One of my favorite sportswriters, Grantland alumnus Katie Baker, wrote a great piece about the movie for the Ringer last week.  As I was reading it, Jude and I were quoting memorable lines from the movie - "There's no crying in baseball!" - any many others.  We decided it would be a good movie for the boys to watch.

So, over dinner on the 4th of July and last night, as well, we watch A League of Their Own with the boys.  Predictably, they loved it, especially the scenes of the women playing baseball.  As always, it's different for me to watch a movie with J.P. and Joe, because I tend to see it through their eyes.  It was interesting to watch the movie with them, because I thought about it in ways I haven't before.  The movie is more nuanced, I think, than I realized.

J.P. and Joe didn't really follow the significance of the big sister-little sister relationship between Dottie (Geena Davis) and Kit (Lori Petty).  Joe, in particular, picked sides and really, really wanted the Rockford Peaches to win the world series.  As the climactic scene unfolded and Dottie dropped the ball when her sister, Kit, ran her over at home plate to score the winning run and clinch the series for the Racine Belles, Joe burst into tears.  It was priceless.  As he climbed into Jude's arms, sobbing, he said, "I don't like this movie."

I found myself getting emotional as I watched the movie - not just at the predictable moments, like the reunion of the players at the baseball hall of fame - but throughout the movie.  As I thought about it, I realized I saw my mom and her teammates from her days playing basketball for Jim Stockdale and the original Lady Vols' basketball team in Memphis at the University of Tennessee School of Nursing in the late 1950's.

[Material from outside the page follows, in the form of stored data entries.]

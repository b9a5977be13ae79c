//! Easing curves and smoothing helpers shared by the phase machines and the
//! pointer follower. Pure math, no effect state.

use glam::Vec2;

/// Easing function type.
#[derive(Debug, Clone, Copy, PartialEq, Eq, Default)]
pub enum Easing {
    /// Constant velocity (no easing).
    #[default]
    Linear,
    /// Fast start, slow end. Used for galaxy reformation.
    CubicOut,
    /// Slow start and end. Approximates the CSS `ease` curve for fades.
    CubicInOut,
}

impl Easing {
    /// Apply the easing function to a normalized time value `t` (clamped to [0, 1]).
    #[inline]
    pub fn apply(self, t: f32) -> f32 {
        let t = t.clamp(0.0, 1.0);
        match self {
            Easing::Linear => t,
            Easing::CubicOut => 1.0 - (1.0 - t).powi(3),
            Easing::CubicInOut => {
                if t < 0.5 {
                    4.0 * t * t * t
                } else {
                    1.0 - (-2.0 * t + 2.0).powi(3) / 2.0
                }
            }
        }
    }
}

// ── Interpolation helpers ────────────────────────────────────────────────

#[inline]
fn lerp(a: f32, b: f32, t: f32) -> f32 {
    a + (b - a) * t
}

/// Interpolate with easing.
#[inline]
pub fn ease(a: f32, b: f32, t: f32, easing: Easing) -> f32 {
    lerp(a, b, easing.apply(t))
}

/// One step of exponential smoothing: move `current` a fixed fraction toward `target`.
#[inline]
pub fn approach(current: f32, target: f32, factor: f32) -> f32 {
    current + (target - current) * factor
}

/// Vec2 variant of [`approach`].
#[inline]
pub fn approach_vec2(current: Vec2, target: Vec2, factor: f32) -> Vec2 {
    current + (target - current) * factor
}

/// Signed shortest rotation from `current` to `target`, in degrees, within [-180, 180).
#[inline]
pub fn shortest_angle_delta(current_deg: f32, target_deg: f32) -> f32 {
    (target_deg - current_deg + 540.0).rem_euclid(360.0) - 180.0
}

#[cfg(test)]
mod tests {
    use super::*;

    #[test]
    fn linear_endpoints() {
        assert_eq!(Easing::Linear.apply(0.0), 0.0);
        assert_eq!(Easing::Linear.apply(1.0), 1.0);
        assert_eq!(Easing::Linear.apply(0.5), 0.5);
        assert_eq!(Easing::default(), Easing::Linear);
    }

    #[test]
    fn cubic_out_front_loaded() {
        assert_eq!(Easing::CubicOut.apply(1.0), 1.0);
        assert!((Easing::CubicOut.apply(0.5) - 0.875).abs() < 1e-6);
        assert_eq!(Easing::CubicOut.apply(2.0), 1.0);
    }

    #[test]
    fn cubic_in_out_symmetric() {
        assert!((Easing::CubicInOut.apply(0.5) - 0.5).abs() < 1e-6);
        let a = Easing::CubicInOut.apply(0.2);
        let b = Easing::CubicInOut.apply(0.8);
        assert!((a + b - 1.0).abs() < 1e-6);
    }

    #[test]
    fn ease_interpolates() {
        let result = ease(100.0, 200.0, 0.5, Easing::Linear);
        assert!((result - 150.0).abs() < 0.001);
    }

    #[test]
    fn approach_moves_by_fraction() {
        assert!((approach(0.0, 100.0, 0.048) - 4.8).abs() < 1e-5);
        let v = approach_vec2(Vec2::ZERO, Vec2::new(10.0, -10.0), 0.5);
        assert_eq!(v, Vec2::new(5.0, -5.0));
    }

    #[test]
    fn shortest_delta_wraps() {
        assert!((shortest_angle_delta(350.0, 10.0) - 20.0).abs() < 1e-4);
        assert!((shortest_angle_delta(10.0, 350.0) + 20.0).abs() < 1e-4);
        assert!((shortest_angle_delta(0.0, 90.0) - 90.0).abs() < 1e-4);
        // Accumulated angles far outside [0, 360) still take the short way.
        assert!((shortest_angle_delta(-1070.0, 0.0) - (-10.0)).abs() < 1e-3);
    }
}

Over the years, I've met so many of her teammates on weekends when my mom hosted them for the Vanderbilt-Lady Vols basketball game at Memorial Gym in Nashville.  For more than a decade in the late 1990's into the 2000's, it was an annual event.  Coach Stockdale and my mom were the driving force behind getting the ladies back together for a weekend that included eating dinner at my mom's house and attending the game.  I remember many conversations with my mom, as she and Coach Stockdale worked to get a block of tickets for the game, made more difficult year after year by the Vanderbilt athletic department's refusal to provide any help.

I attended many of the games with my mom and her teammates, by myself a first, then later with Jude and J.P.  Over the last several years, as it became more and more difficult to purchase tickets and the ladies got older, the annual event quietly disappeared.  That makes me sad, because I loved to hear Coach Stockdale and the ladies talk about their years of playing 6-on-6 women's basketball as the original Lady Vols.  He always laughed and said my mom - who plays only defense - had the sharpest elbows on the team.  She was quite a defensive player and a good rebounder.

As I may have mentioned, one of my mom's teammates, Colleen Burke, called me out of the blue last Friday.  She had spoken to Coach Stockdale and learned my mom wasn't doing well.  She was in town and wanted to stop by and see her.  Her kindness in a simple telephone call to me while I was eating lunch at work brought me to tears then, just as it is as I write this now.

Those ladies - the original Lady Vols - would have made Pat Summitt proud.  They were in a league of their own.  And, for sure, my mom in in a league of her own.